11 May 2015

Patience and People

Share
This weekend I had the distinguished honor to attend the nursing school graduation ceremony where I saw eight former students become nurses. It was an interesting experience for many people, but most of all I found the paradoxes entertaining. Despite all the other times I hear the cliches about nurses and care, they continued to preach them from the pulpit, and one of the students still believes she's a nurse because she cares about people. How I love naivete!

First among the paradoxes comes the fact that nursing students are not treated with care. Besides the tongue in cheek references to courses or professors the graduates detest, it struck me that the people reading names didn't care enough to ask ahead of time for help pronouncing difficult names. some of the graduates confided in me how poorly they were treated by professors. Just like my own graduate school experience, the nursing faculty seems to think themselves gatekeepers for whom they deem worthy rather than being objective. I know that these students go through a grueling academic regimen only to expect further mistreatment.

One of the speakers spoke about how hard their next year will be. The torture isn't even over yet. These are now brand new nurses, and senior nurses will treat them like incompetent boobs even though these students perhaps worked with those same nurses as students. The hours suck. The load is enormous, and they'll need the four days off every week to recuperate from being overworked and overrun. Some of them will quit after a few years because they burn themselves out trying to get extra shifts and spend their own efforts going above and beyond. there are too many patients and too few people caring for them to do it well, no matter what the keynote speaker admonished.

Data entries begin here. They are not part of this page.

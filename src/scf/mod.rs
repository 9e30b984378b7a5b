//! Restricted Hartree-Fock and the transformation of integrals to the molecular-orbital basis.

use anyhow::{self, bail, ensure, format_err};
use approx;
use ndarray::{Array1, Array2, Array4};
use ndarray_linalg::{Eigh, UPLO};

use crate::integrals::{AoIntegrals, MolecularIntegrals};

#[cfg(test)]
#[path = "scf_tests.rs"]
mod scf_tests;

/// Threshold below which overlap eigenvalues are considered linearly dependent.
const LINEAR_DEPENDENCE_THRESHOLD: f64 = 1e-10;

/// A converged restricted Hartree-Fock solution.
#[derive(Clone, Debug)]
pub struct ScfSolution {
    /// The molecular-orbital coefficient matrix, one column per orbital, in ascending orbital
    /// energy order.
    pub coefficients: Array2<f64>,

    /// The orbital energies.
    pub orbital_energies: Array1<f64>,

    /// The electronic Hartree-Fock energy.
    pub electronic_energy: f64,

    /// The number of doubly-occupied orbitals.
    pub n_occupied: usize,

    /// The number of SCF cycles taken to converge.
    pub n_iterations: usize,
}

/// Solves the restricted Hartree-Fock equations by symmetric orthogonalisation.
///
/// # Arguments
///
/// * `ao` - The atomic-orbital integrals.
/// * `n_electrons` - The number of electrons; must be even for a closed-shell treatment.
/// * `max_cycles` - The maximum number of SCF cycles.
/// * `energy_threshold` - Convergence threshold on the electronic energy change.
///
/// # Returns
///
/// The converged [`ScfSolution`].
///
/// # Errors
///
/// Errors if the electron count is odd, the overlap matrix is linearly dependent, or the SCF
/// procedure fails to converge within `max_cycles`.
pub fn restricted_hartree_fock(
    ao: &AoIntegrals,
    n_electrons: usize,
    max_cycles: usize,
    energy_threshold: f64,
) -> Result<ScfSolution, anyhow::Error> {
    ensure!(
        n_electrons % 2 == 0,
        "Restricted Hartree-Fock requires an even number of electrons, got {n_electrons}."
    );
    let n = ao.hcore.nrows();
    let n_occupied = n_electrons / 2;
    ensure!(
        n_occupied <= n,
        "{n_electrons} electrons cannot be accommodated in {n} orbitals."
    );

    // Symmetric orthogonalisation: X = U s^{-1/2} U†.
    let (s_eigvals, s_eigvecs) = ao
        .overlap
        .eigh(UPLO::Lower)
        .map_err(|err| format_err!("Overlap diagonalisation failed: {err}."))?;
    if s_eigvals
        .iter()
        .any(|&lambda| lambda < LINEAR_DEPENDENCE_THRESHOLD)
    {
        bail!("The overlap matrix is (near-)linearly dependent.");
    }
    let s_invsqrt = Array2::from_diag(&s_eigvals.mapv(|lambda| 1.0 / lambda.sqrt()));
    let x = s_eigvecs.dot(&s_invsqrt).dot(&s_eigvecs.t());

    let mut fock = ao.hcore.clone();
    let mut electronic_energy = 0.0;

    for cycle in 1..=max_cycles {
        let fock_prime = x.t().dot(&fock).dot(&x);
        let (orbital_energies, c_prime) = fock_prime
            .eigh(UPLO::Lower)
            .map_err(|err| format_err!("Fock diagonalisation failed: {err}."))?;
        let coefficients = x.dot(&c_prime);

        // Closed-shell density matrix, D = 2 Σ_occ C C†.
        let c_occ = coefficients.slice(ndarray::s![.., ..n_occupied]);
        let density = 2.0 * c_occ.dot(&c_occ.t());

        let mut g = Array2::<f64>::zeros((n, n));
        for mu in 0..n {
            for nu in 0..n {
                let mut value = 0.0;
                for lambda in 0..n {
                    for sigma in 0..n {
                        value += density[(lambda, sigma)]
                            * (ao.eri[(mu, nu, sigma, lambda)]
                                - 0.5 * ao.eri[(mu, lambda, sigma, nu)]);
                    }
                }
                g[(mu, nu)] = value;
            }
        }
        fock = &ao.hcore + &g;

        let new_energy = 0.5 * (&density * (&ao.hcore + &fock)).sum();
        let converged = cycle > 1
            && approx::abs_diff_eq!(new_energy, electronic_energy, epsilon = energy_threshold);
        electronic_energy = new_energy;
        if converged {
            return Ok(ScfSolution {
                coefficients,
                orbital_energies,
                electronic_energy,
                n_occupied,
                n_iterations: cycle,
            });
        }
    }

    bail!("SCF failed to converge within {max_cycles} cycles.")
}

/// Transforms atomic-orbital integrals into the molecular-orbital basis of an SCF solution.
///
/// # Arguments
///
/// * `ao` - The atomic-orbital integrals.
/// * `scf` - The SCF solution providing the molecular-orbital coefficients.
/// * `core_energy` - The scalar core energy to be carried along (nuclear repulsion).
/// * `n_electrons` - The number of electrons.
///
/// # Returns
///
/// The [`MolecularIntegrals`] over spatial molecular orbitals in chemist notation.
pub fn transform_to_mo(
    ao: &AoIntegrals,
    scf: &ScfSolution,
    core_energy: f64,
    n_electrons: usize,
) -> MolecularIntegrals {
    let c = &scf.coefficients;
    let n = c.ncols();
    let one_body = c.t().dot(&ao.hcore).dot(c);

    // Four staged quarter-transforms of (μν|λσ) → (pq|rs).
    let mut stage1 = Array4::<f64>::zeros((n, n, n, n));
    for p in 0..n {
        for nu in 0..n {
            for lambda in 0..n {
                for sigma in 0..n {
                    let mut value = 0.0;
                    for mu in 0..n {
                        value += c[(mu, p)] * ao.eri[(mu, nu, lambda, sigma)];
                    }
                    stage1[(p, nu, lambda, sigma)] = value;
                }
            }
        }
    }
    let mut stage2 = Array4::<f64>::zeros((n, n, n, n));
    for p in 0..n {
        for q in 0..n {
            for lambda in 0..n {
                for sigma in 0..n {
                    let mut value = 0.0;
                    for nu in 0..n {
                        value += c[(nu, q)] * stage1[(p, nu, lambda, sigma)];
                    }
                    stage2[(p, q, lambda, sigma)] = value;
                }
            }
        }
    }
    let mut stage3 = Array4::<f64>::zeros((n, n, n, n));
    for p in 0..n {
        for q in 0..n {
            for r in 0..n {
                for sigma in 0..n {
                    let mut value = 0.0;
                    for lambda in 0..n {
                        value += c[(lambda, r)] * stage2[(p, q, lambda, sigma)];
                    }
                    stage3[(p, q, r, sigma)] = value;
                }
            }
        }
    }
    let mut two_body = Array4::<f64>::zeros((n, n, n, n));
    for p in 0..n {
        for q in 0..n {
            for r in 0..n {
                for s in 0..n {
                    let mut value = 0.0;
                    for sigma in 0..n {
                        value += c[(sigma, s)] * stage3[(p, q, r, sigma)];
                    }
                    two_body[(p, q, r, s)] = value;
                }
            }
        }
    }

    MolecularIntegrals {
        one_body,
        two_body,
        core_energy,
        n_electrons,
    }
}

Finally, the act of nursing begins by dehumanizing the patients. They come in, and we ask them to disrobe, leaving them naked in front of strangers. Then we poke them, prod them, inject them, inspect them, detect them, and all too often neglect them. As a speaker detailed some experiences, it struck me that hospitals resemble in some ways the death camps of genocidal regimes. We distill people down to numbers and treat them like cattle and then claim we care? I don't think that's possible. Deep down, people fear this treatment and consequently delay attending physician visits until the conditions grow worse. In our hour of greatest vulnerability, we stand completely naked in front of strangers who may not have time to care. They see everything, except they do not see us as we are. Patients are people too.

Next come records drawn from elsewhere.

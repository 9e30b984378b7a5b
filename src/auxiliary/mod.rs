//! Auxiliary structures and functions for geometry specification.

pub mod atom;
pub mod molecule;
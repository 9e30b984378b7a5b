//! # QFerm: fermionic Hamiltonians, qubit mappings and ground-state estimation
//!
//! QFerm is a program for the construction of second-quantized fermionic Hamiltonians from
//! molecular integrals and their study on simulated quantum hardware, with the following
//! capabilities:
//! - analytic one- and two-electron integrals over contracted s-type Gaussians followed by a
//!   restricted Hartree-Fock calculation, or integrals imported from `FCIDUMP` files,
//! - the particle-hole transformation against the Hartree-Fock reference determinant,
//! - the Jordan-Wigner, parity and Bravyi-Kitaev fermion-to-qubit mappings, with the optional
//!   removal of the two parity-symmetry qubits,
//! - exact ground-state computation by dense Hermitian diagonalisation, and
//! - the variational quantum eigensolver with a hardware-efficient trial circuit on a
//!   statevector simulator.
//!
//! This documentation details the public API of the `qferm` crate.
//!
//! ## Linear algebra backend
//!
//! There are six features defining six different ways a linear algebra backend can be
//! configured for QFerm. These are inherited from the
//! [`ndarray-linalg`](https://docs.rs/ndarray-linalg/latest/ndarray_linalg/) crate. One
//! (and only one) of these must be enabled:
//! - `openblas-static`: Downloads, builds OpenBLAS, and links statically
//! - `openblas-system`: Finds and links existing OpenBLAS in the system
//! - `netlib-static`: Downloads, builds LAPACK, and links statically
//! - `netlib-system`: Finds and links existing LAPACK in the system
//! - `intel-mkl-static`: Finds and links existing static Intel MKL in the system, or downloads
//!   and links statically if not found
//! - `intel-mkl-system`: Finds and links existing shared Intel MKL in the system
//!
//! The composite `standard` feature enables `openblas-static`.
//!
//! ## License
//!
//! GNU Lesser General Public License v3.0.

pub mod auxiliary;
pub mod basis;
pub mod drivers;
pub mod fermion;
pub mod integrals;
pub mod interfaces;
pub mod io;
pub mod mapping;
pub mod qubit;
pub mod scf;
pub mod simulator;
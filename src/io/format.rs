//! Nice QFerm output formatting.

use std::fmt;

use log;

const QFERM_BANNER_LENGTH: usize = 91;

/// Logs an error to the `qferm-output` logger.
macro_rules! qferm_error {
    ($fmt:expr $(, $($arg:tt)*)?) => {
        log::error!($fmt, $($($arg)*)?);
        log::error!(target: "qferm-output", $fmt, $($($arg)*)?);
    }
}

/// Logs a warning to the `qferm-output` logger.
macro_rules! qferm_warn {
    ($fmt:expr $(, $($arg:tt)*)?) => { log::warn!(target: "qferm-output", $fmt, $($($arg)*)?); }
}

/// Logs a main output line to the `qferm-output` logger.
macro_rules! qferm_output {
    ($fmt:expr $(, $($arg:tt)*)?) => { log::info!(target: "qferm-output", $fmt, $($($arg)*)?); }
}

pub(crate) use {qferm_error, qferm_output, qferm_warn};

/// Logs a nicely formatted section title to the `qferm-output` logger.
pub(crate) fn log_title(title: &str) {
    let length = title.chars().count().max(QFERM_BANNER_LENGTH - 6);
    let bar = "─".repeat(length);
    qferm_output!("┌──{bar}──┐");
    qferm_output!("│§ {title:^length$} §│");
    qferm_output!("└──{bar}──┘");
}

/// Writes a nicely formatted subtitle.
pub(crate) fn write_subtitle(f: &mut fmt::Formatter<'_>, subtitle: &str) -> fmt::Result {
    let length = subtitle.chars().count();
    let bar = "═".repeat(length);
    writeln!(f, "{subtitle}")?;
    writeln!(f, "{bar}")?;
    Ok(())
}

/// Logs a nicely formatted subtitle to the `qferm-output` logger.
pub(crate) fn log_subtitle(subtitle: &str) {
    let length = subtitle.chars().count();
    let bar = "═".repeat(length);
    qferm_output!("{}", subtitle);
    qferm_output!("{}", bar);
}

/// Turns a boolean into a string of `yes` or `no`.
pub(crate) fn nice_bool(b: bool) -> String {
    if b {
        "yes".to_string()
    } else {
        "no".to_string()
    }
}

/// A trait for logging `QFerm` outputs nicely.
pub(crate) trait QFermOutput: fmt::Debug + fmt::Display {
    /// Logs display output nicely.
    fn log_output_display(&self) {
        let lines = self.to_string();
        lines.lines().for_each(|line| {
            qferm_output!("{line}");
        })
    }

    /// Logs debug output nicely.
    fn log_output_debug(&self) {
        let lines = format!("{self:?}");
        lines.lines().for_each(|line| {
            qferm_output!("{line}");
        })
    }
}

// Blanket implementation
impl<T> QFermOutput for T where T: fmt::Debug + fmt::Display {}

What's missing most from academia, from medicine, and from society generally is a recognition of the humanity of man. A car cuts us off on the highway, and it's easy for us to condemn because we do not know them. It's easy to steal or take advantage of others because we will not see them suffer. it's easy to poke and prod patients because we don't know their pains or travails and because we won't see them again. It's easy to drone on and on as a guest speaker in front of a room of people you never before met and probably won't see again. We forget all too often that what we do always affects people. People need our patience, they need our love, and they need us to pay attention to the fact that they are people too, people who hurt, who bleed, who feel, and who are loved as we are. I know it's easy to point out the problem, but I don't think you can really care about or for people you don't actually know. The patients who feel we really do care can tell. One day, you may be that patient. Will anyone care for or about you?